The outbreak of e-cigarette, or vaping, product use-associated lung injury (EVALI) in the United States received widespread media attention when CDC began investigating a cluster of teens and young adults in Wisconsin and Illinois hospitalized with unexplained, sudden onset severe acute respiratory distress. With the increasing popularity of vaping among youth combined with the severity of this illness, there was a push to identify and prevent additional cases quickly.
The Kansas Department of Health and Environment (KDHE), which routinely uses syndromic data to detect potential health problems, took initiative to make sure healthcare providers unfamiliar with EVALI would not mistake it for other conditions. Kansas epidemiologists began using the national severe lung injury query to actively identify suspected cases. They soon realized that vaping-related terms alone did not always identify people with EVALI and that a diagnosis could be masked by, for example, a patient’s drug or alcohol use. They refined the EVALI query to make it more sensitive and excluded age groups not affected (young children and the elderly) to make the query more specific. They regularly examined this line-level data.

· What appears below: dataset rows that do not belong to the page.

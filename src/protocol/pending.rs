//! Client-side pending-request table.
//!
//! Maps each in-flight block address to a one-shot completion handle. The
//! dispatch path signals the handle when a matching result arrives; the
//! waiting caller takes the completion and the entry is destroyed.
//!
//! ```text
//!  submit ──▶ register(block) ──▶ [ block → Signal ] ◀── deliver(result)
//!                                        │
//!  wait   ◀────────── take(block) ◀──────┘
//! ```
//!
//! One entry per address: results are matched purely by block number and
//! operation, so two requests for the same address could not be told apart.

use core::time::Duration;
use std::time::Instant;

use embassy_sync::blocking_mutex::raw::NoopRawMutex;
use embassy_sync::signal::Signal;
use heapless::FnvIndexMap;

use crate::error::RequestError;

use super::codec::{Block, Message};

/// Upper bound on concurrently outstanding block addresses.
pub const MAX_IN_FLIGHT: usize = 8;

/// Which operation an entry is waiting on.
#[derive(Debug, Clone, Copy, PartialEq, Eq)]
pub enum Operation {
    Read,
    Write,
}

/// Outcome delivered to a waiting caller.
#[derive(Debug, Clone, PartialEq, Eq)]
pub enum Completion {
    /// Read finished; the block contents.
    Read(Block),
    /// Write finished successfully.
    Written,
    /// The real-time core reported a negative result code.
    Failed(i32),
}

/// What the table did with an incoming result.
#[derive(Debug, Clone, Copy, PartialEq, Eq)]
pub enum Delivery {
    /// Matched a waiting entry and signalled it.
    Completed,
    /// No entry waiting for this result; the caller should drop it.
    Stale,
}

struct PendingEntry {
    op: Operation,
    issued_at: Instant,
    done: Signal<NoopRawMutex, Completion>,
}

/// Address-keyed table of outstanding requests. Owned by the client alone.
pub struct PendingTable {
    entries: FnvIndexMap<u32, PendingEntry, MAX_IN_FLIGHT>,
    limit: usize,
}

impl PendingTable {
    /// Create a table admitting at most `limit` entries (clamped to
    /// `1..=MAX_IN_FLIGHT`).
    pub fn new(limit: usize) -> Self {
        Self {
            entries: FnvIndexMap::new(),
            limit: limit.clamp(1, MAX_IN_FLIGHT),
        }
    }

    /// Track a new request for `block`.
    pub fn register(
        &mut self,
        block: u32,
        op: Operation,
        now: Instant,
    ) -> Result<(), RequestError> {
        if self.entries.contains_key(&block) {
            return Err(RequestError::AddressBusy { block });
        }
        if self.entries.len() >= self.limit {
            return Err(RequestError::TableFull);
        }

        let entry = PendingEntry {
            op,
            issued_at: now,
            done: Signal::new(),
        };
        self.entries
            .insert(block, entry)
            .map_err(|_| RequestError::TableFull)?;
        Ok(())
    }

    /// Match a result message against the table and signal its waiter.
    ///
    /// Requests, results for unknown addresses, results for the other
    /// operation, and duplicates of an already signalled entry are all
    /// [`Delivery::Stale`].
    pub fn deliver(&self, msg: &Message) -> Delivery {
        let (op, completion) = match msg {
            Message::ReadResult { data, .. } => (Operation::Read, Completion::Read(*data)),
            Message::ReadFailed { result, .. } => (Operation::Read, Completion::Failed(*result)),
            Message::WriteResult { result, .. } if *result < 0 => {
                (Operation::Write, Completion::Failed(*result))
            }
            Message::WriteResult { .. } => (Operation::Write, Completion::Written),
            Message::WriteRequest { .. } | Message::ReadRequest { .. } => return Delivery::Stale,
        };

        match self.entries.get(&msg.block()) {
            Some(entry) if entry.op == op && !entry.done.signaled() => {
                entry.done.signal(completion);
                Delivery::Completed
            }
            _ => Delivery::Stale,
        }
    }

    /// Take the completion for `block` if it has been signalled, removing
    /// the entry.
    pub fn take(&mut self, block: u32) -> Option<(Operation, Completion)> {
        let entry = self.entries.get(&block)?;
        let completion = entry.done.try_take()?;
        let op = entry.op;
        self.entries.remove(&block);
        Some((op, completion))
    }

    /// When the request for `block` was registered.
    pub fn issued_at(&self, block: u32) -> Option<Instant> {
        self.entries.get(&block).map(|e| e.issued_at)
    }

    /// Drop the entry for `block`. A result arriving later is stale.
    pub fn cancel(&mut self, block: u32) -> bool {
        self.entries.remove(&block).is_some()
    }

    /// Drop every entry issued `timeout` or more before `now`, returning
    /// the evicted addresses. Results arriving for them later are stale.
    pub fn evict_expired(
        &mut self,
        now: Instant,
        timeout: Duration,
    ) -> heapless::Vec<u32, MAX_IN_FLIGHT> {
        let mut expired = heapless::Vec::new();
        for (&block, entry) in &self.entries {
            if now.saturating_duration_since(entry.issued_at) >= timeout {
                // At most MAX_IN_FLIGHT entries exist.
                let _ = expired.push(block);
            }
        }
        for block in &expired {
            self.entries.remove(block);
        }
        expired
    }

    pub fn contains(&self, block: u32) -> bool {
        self.entries.contains_key(&block)
    }

    pub fn len(&self) -> usize {
        self.entries.len()
    }

    pub fn is_empty(&self) -> bool {
        self.entries.is_empty()
    }
}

Syndromic surveillance data on EVALI helped Kansas health officials understand the emergence of this condition in their state and raise awareness across health facilities. By communicating with hospitals and infection prevention staff to request records for suspected cases, Kansas health officials also improved medical facility reporting of this life-threatening condition. Through funding from the National Syndromic Surveillance Program, syndromic surveillance is improving the nation’s public health.